JAKARTA, GLOBALPLANET - Industri kelapa sawit Indonesia masih harus menghadapi berbagai tantangan di tahun 2024. Dari sisi ekonomi global, ketidakpastian masih membayangi pertumbuhan ekonomi global khususnya negara-negara maju.
USA masih dilanda inflasi di atas target, China sebagai salah satu konsumen terbesar minyak sawit juga masih bergulat dengan pelemahan ekonomi pasca Covid-19, begitu juga dengan Eropa dimana kondisi ekonominya melemah dengan defisit fiskal yang meningkat diiringi inflasi yang masih tinggi.
Sementara itu, eskalasi geopolitik global kian memanas. Di saat eskalasi laut hitam yang belum mereda akibat perang Rusia dan Ukraina yang juga memberikan dampak besar pada pasokan beberapa
komoditas strategis di pasar global, kini dunia juga harus menghadapi eskalasi geopolitik di laut merah akibat perang Israel dan Palestina yang juga diperkirakan dapat memberikan dampak besar terhadap pasokan komoditas mengingat laut merah merupakan jalur strategis perdagangan global.
Gabungan Pengusaha Kelapa Sawit Indonesia (GAPKI) dalam pernyataan tertulis diterima globalplanet.news memperkirakan prospek industri sawit tahun 2024 mempunyai kecenderungan sebagai berikut:
• Konsumsi dalam negeri diperkirakan akan terus mengalami kenaikan, terutama untuk kebutuhan pangan, industri oleokimia dan kebutuhan energi (biodiesel) dengan adanya implementasi Biodiesel (B35) secara setahun penuh (Fully Implemented).
• Harga minyak nabati dunia termasuk minyak kelapa sawit tidak banyak mengalami perubahan dibandingkan dengan tahun 2023.
• Produksi diperkirakan akan stagnan.
• Volume ekspor diperkirakan akan mengalami penurunan, terutama karena meningkatnya kebutuhan dalam negeri.
Untuk memastikan peningkatan produksi dan menjamin dipenuhinya kebutuhan minyak sawit dalam negeri dan ekspor, maka beberapa upaya perlu dilakukan:
1. Penyelesaian perkebunan sawit yang teridentifikasi masuk kawasan hutan. GAPKI terus mengusulkan bahwa bagi kebun sawit yang sudah memiliki alas hak baik itu SHM maupun sertifikat HGU semestinya sudah bukan Kawasan Hutan lagi.
Penyelesaian pasal 110 B jangan sampai menyebabkan pengurangan areal yang signifikan yang akan berdampak kepada pengurangan.produksi sawit.
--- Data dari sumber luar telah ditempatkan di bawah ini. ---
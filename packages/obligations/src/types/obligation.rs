//! The extracted obligation - the unit of output from every strategy.

use chrono::NaiveDate;
use serde::{Deserialize, Serialize};
use uuid::Uuid;

use super::result::PassKind;

/// Category of a compliance obligation (closed set).
#[derive(Debug, Clone, Copy, PartialEq, Eq, Hash, Serialize, Deserialize)]
#[serde(rename_all = "snake_case")]
pub enum ObligationCategory {
    /// Periodic or continuous monitoring of a parameter
    Monitoring,
    /// Submitting returns or reports to the regulator
    Reporting,
    /// Keeping records available for inspection
    RecordKeeping,
    /// Numeric limit on an emission or discharge
    EmissionLimit,
    /// Time-bound improvement programme condition
    Improvement,
    /// Maintenance of plant or equipment
    Maintenance,
    /// Notifying the regulator of events or changes
    Notification,
    /// Staff training and competence requirements
    Training,
    /// General operational restriction or requirement
    Operational,
}

impl ObligationCategory {
    /// Lenient mapping from model output or stored pattern text.
    pub fn from_loose(s: &str) -> Option<Self> {
        let folded = s.trim().to_lowercase().replace([' ', '-'], "_");
        match folded.as_str() {
            "monitoring" | "monitor" => Some(Self::Monitoring),
            "reporting" | "report" => Some(Self::Reporting),
            "record_keeping" | "records" | "recordkeeping" => Some(Self::RecordKeeping),
            "emission_limit" | "emission_limits" | "elv" => Some(Self::EmissionLimit),
            "improvement" | "improvement_condition" => Some(Self::Improvement),
            "maintenance" => Some(Self::Maintenance),
            "notification" | "notify" => Some(Self::Notification),
            "training" => Some(Self::Training),
            "operational" | "operation" | "general" => Some(Self::Operational),
            _ => None,
        }
    }
}

/// How often an obligation recurs (closed set).
#[derive(Debug, Clone, Copy, PartialEq, Eq, Serialize, Deserialize)]
#[serde(rename_all = "snake_case")]
pub enum Frequency {
    Continuous,
    Daily,
    Weekly,
    Monthly,
    Quarterly,
    Annually,
    /// A single deadline, then done
    Once,
    /// Triggered by an event rather than the calendar
    AsRequired,
}

impl Frequency {
    /// Lenient mapping from model output.
    pub fn from_loose(s: &str) -> Option<Self> {
        match s.trim().to_lowercase().as_str() {
            "continuous" | "continuously" => Some(Self::Continuous),
            "daily" | "day" => Some(Self::Daily),
            "weekly" | "week" => Some(Self::Weekly),
            "monthly" | "month" => Some(Self::Monthly),
            "quarterly" | "quarter" => Some(Self::Quarterly),
            "annually" | "annual" | "yearly" | "year" => Some(Self::Annually),
            "once" | "one-off" | "one_off" => Some(Self::Once),
            "as_required" | "as required" | "on occurrence" | "event" => Some(Self::AsRequired),
            _ => None,
        }
    }
}

/// A deadline: either an absolute date or the document's relative wording.
#[derive(Debug, Clone, PartialEq, Eq, Serialize, Deserialize)]
#[serde(tag = "kind", content = "value", rename_all = "snake_case")]
pub enum Deadline {
    /// Fixed calendar date
    Absolute(NaiveDate),
    /// Wording like "within 6 months of commissioning"
    Relative(String),
}

impl Deadline {
    /// Parse a deadline string: ISO or UK date formats become absolute,
    /// everything else is kept verbatim as relative wording.
    pub fn parse(s: &str) -> Option<Self> {
        let trimmed = s.trim();
        if trimmed.is_empty() {
            return None;
        }
        for fmt in ["%Y-%m-%d", "%d/%m/%Y", "%d %B %Y"] {
            if let Ok(date) = NaiveDate::parse_from_str(trimmed, fmt) {
                return Some(Self::Absolute(date));
            }
        }
        Some(Self::Relative(trimmed.to_string()))
    }
}

/// Which strategy produced an obligation.
#[derive(Debug, Clone, PartialEq, Eq, Serialize, Deserialize)]
#[serde(tag = "source", rename_all = "snake_case")]
pub enum Provenance {
    /// A multi-pass extraction pass
    Pass { kind: PassKind },
    /// A rule pattern from the shared library
    Pattern { pattern_id: Uuid },
}

/// A single extracted compliance obligation.
///
/// Created by exactly one strategy and never merged in place:
/// deduplication replaces a lower-confidence duplicate wholesale rather
/// than editing fields.
#[derive(Debug, Clone, Serialize, Deserialize)]
pub struct ExtractedObligation {
    /// Obligation category
    pub category: ObligationCategory,

    /// Recurrence, when the document states one
    pub frequency: Option<Frequency>,

    /// Deadline, when the document states one
    pub deadline: Option<Deadline>,

    /// Whether compliance is a matter of judgement (e.g. "to the
    /// satisfaction of the regulator") rather than a measurable fact
    pub subjective: bool,

    /// Confidence in [0, 1]
    pub confidence: f32,

    /// Free-text description of the obligation
    pub description: String,

    /// Condition reference as it appears in the document (e.g. "3.1.2")
    pub condition_reference: Option<String>,

    /// Which pass/pattern produced this
    pub provenance: Provenance,

    /// Verbatim quote from the source, for later verification
    pub source_quote: Option<String>,

    /// Location hint (page/section) for the quote
    pub location_ref: Option<String>,
}

impl ExtractedObligation {
    /// Create an obligation with the required fields; optional fields via
    /// the `with_*` builders.
    pub fn new(
        category: ObligationCategory,
        description: impl Into<String>,
        confidence: f32,
        provenance: Provenance,
    ) -> Self {
        Self {
            category,
            frequency: None,
            deadline: None,
            subjective: false,
            confidence: confidence.clamp(0.0, 1.0),
            description: description.into(),
            condition_reference: None,
            provenance,
            source_quote: None,
            location_ref: None,
        }
    }

    /// Set the condition reference.
    pub fn with_reference(mut self, reference: impl Into<String>) -> Self {
        self.condition_reference = Some(reference.into());
        self
    }

    /// Set the frequency.
    pub fn with_frequency(mut self, frequency: Frequency) -> Self {
        self.frequency = Some(frequency);
        self
    }

    /// Set the deadline.
    pub fn with_deadline(mut self, deadline: Deadline) -> Self {
        self.deadline = Some(deadline);
        self
    }

    /// Mark the obligation as subjective.
    pub fn subjective(mut self) -> Self {
        self.subjective = true;
        self
    }

    /// Attach a verbatim source quote.
    pub fn with_quote(mut self, quote: impl Into<String>) -> Self {
        self.source_quote = Some(quote.into());
        self
    }

    /// Attach a location reference.
    pub fn with_location(mut self, location: impl Into<String>) -> Self {
        self.location_ref = Some(location.into());
        self
    }
}

#[cfg(test)]
mod tests {
    use super::*;

    #[test]
    fn test_category_from_loose() {
        assert_eq!(
            ObligationCategory::from_loose("Emission Limit"),
            Some(ObligationCategory::EmissionLimit)
        );
        assert_eq!(
            ObligationCategory::from_loose("record-keeping"),
            Some(ObligationCategory::RecordKeeping)
        );
        assert_eq!(ObligationCategory::from_loose("gibberish"), None);
    }

    #[test]
    fn test_frequency_from_loose() {
        assert_eq!(Frequency::from_loose("Annual"), Some(Frequency::Annually));
        assert_eq!(Frequency::from_loose("one-off"), Some(Frequency::Once));
        assert_eq!(Frequency::from_loose("fortnightly"), None);
    }

    #[test]
    fn test_deadline_parse() {
        assert_eq!(
            Deadline::parse("2026-03-31"),
            Some(Deadline::Absolute(
                NaiveDate::from_ymd_opt(2026, 3, 31).unwrap()
            ))
        );
        assert_eq!(
            Deadline::parse("31/03/2026"),
            Some(Deadline::Absolute(
                NaiveDate::from_ymd_opt(2026, 3, 31).unwrap()
            ))
        );
        assert_eq!(
            Deadline::parse("within 6 months of commissioning"),
            Some(Deadline::Relative(
                "within 6 months of commissioning".to_string()
            ))
        );
        assert_eq!(Deadline::parse("  "), None);
    }

    #[test]
    fn test_confidence_clamped() {
        let ob = ExtractedObligation::new(
            ObligationCategory::Monitoring,
            "Monitor pH weekly",
            1.4,
            Provenance::Pass {
                kind: PassKind::NumberedConditions,
            },
        );
        assert_eq!(ob.confidence, 1.0);
    }
}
2. Memastikan program PSR dapat berjalan sesuai dengan targetnya (target 180.000 ha/tahun). Hambatan yang masih ada harus dapat diselesaikan.
3. Peraturan yang tumpang tindih perlu segera diselesaikan, khususnya peraturan terkait kewajiban FPKM 20%, karena masih menimbulkan kekisruhan di lapangan.
4. Untuk jangka panjang, perlu dipertimbangkan kemungkinan dibangun kebun sawit untuk energi (dedicated area) khususnya pada kawasan yang sudah terdegradasi, sehingga kebutuhan minyak
sawit untuk energi tidak menganggu kebutuhan untuk pangan, industri dalam negeri dan ekspor.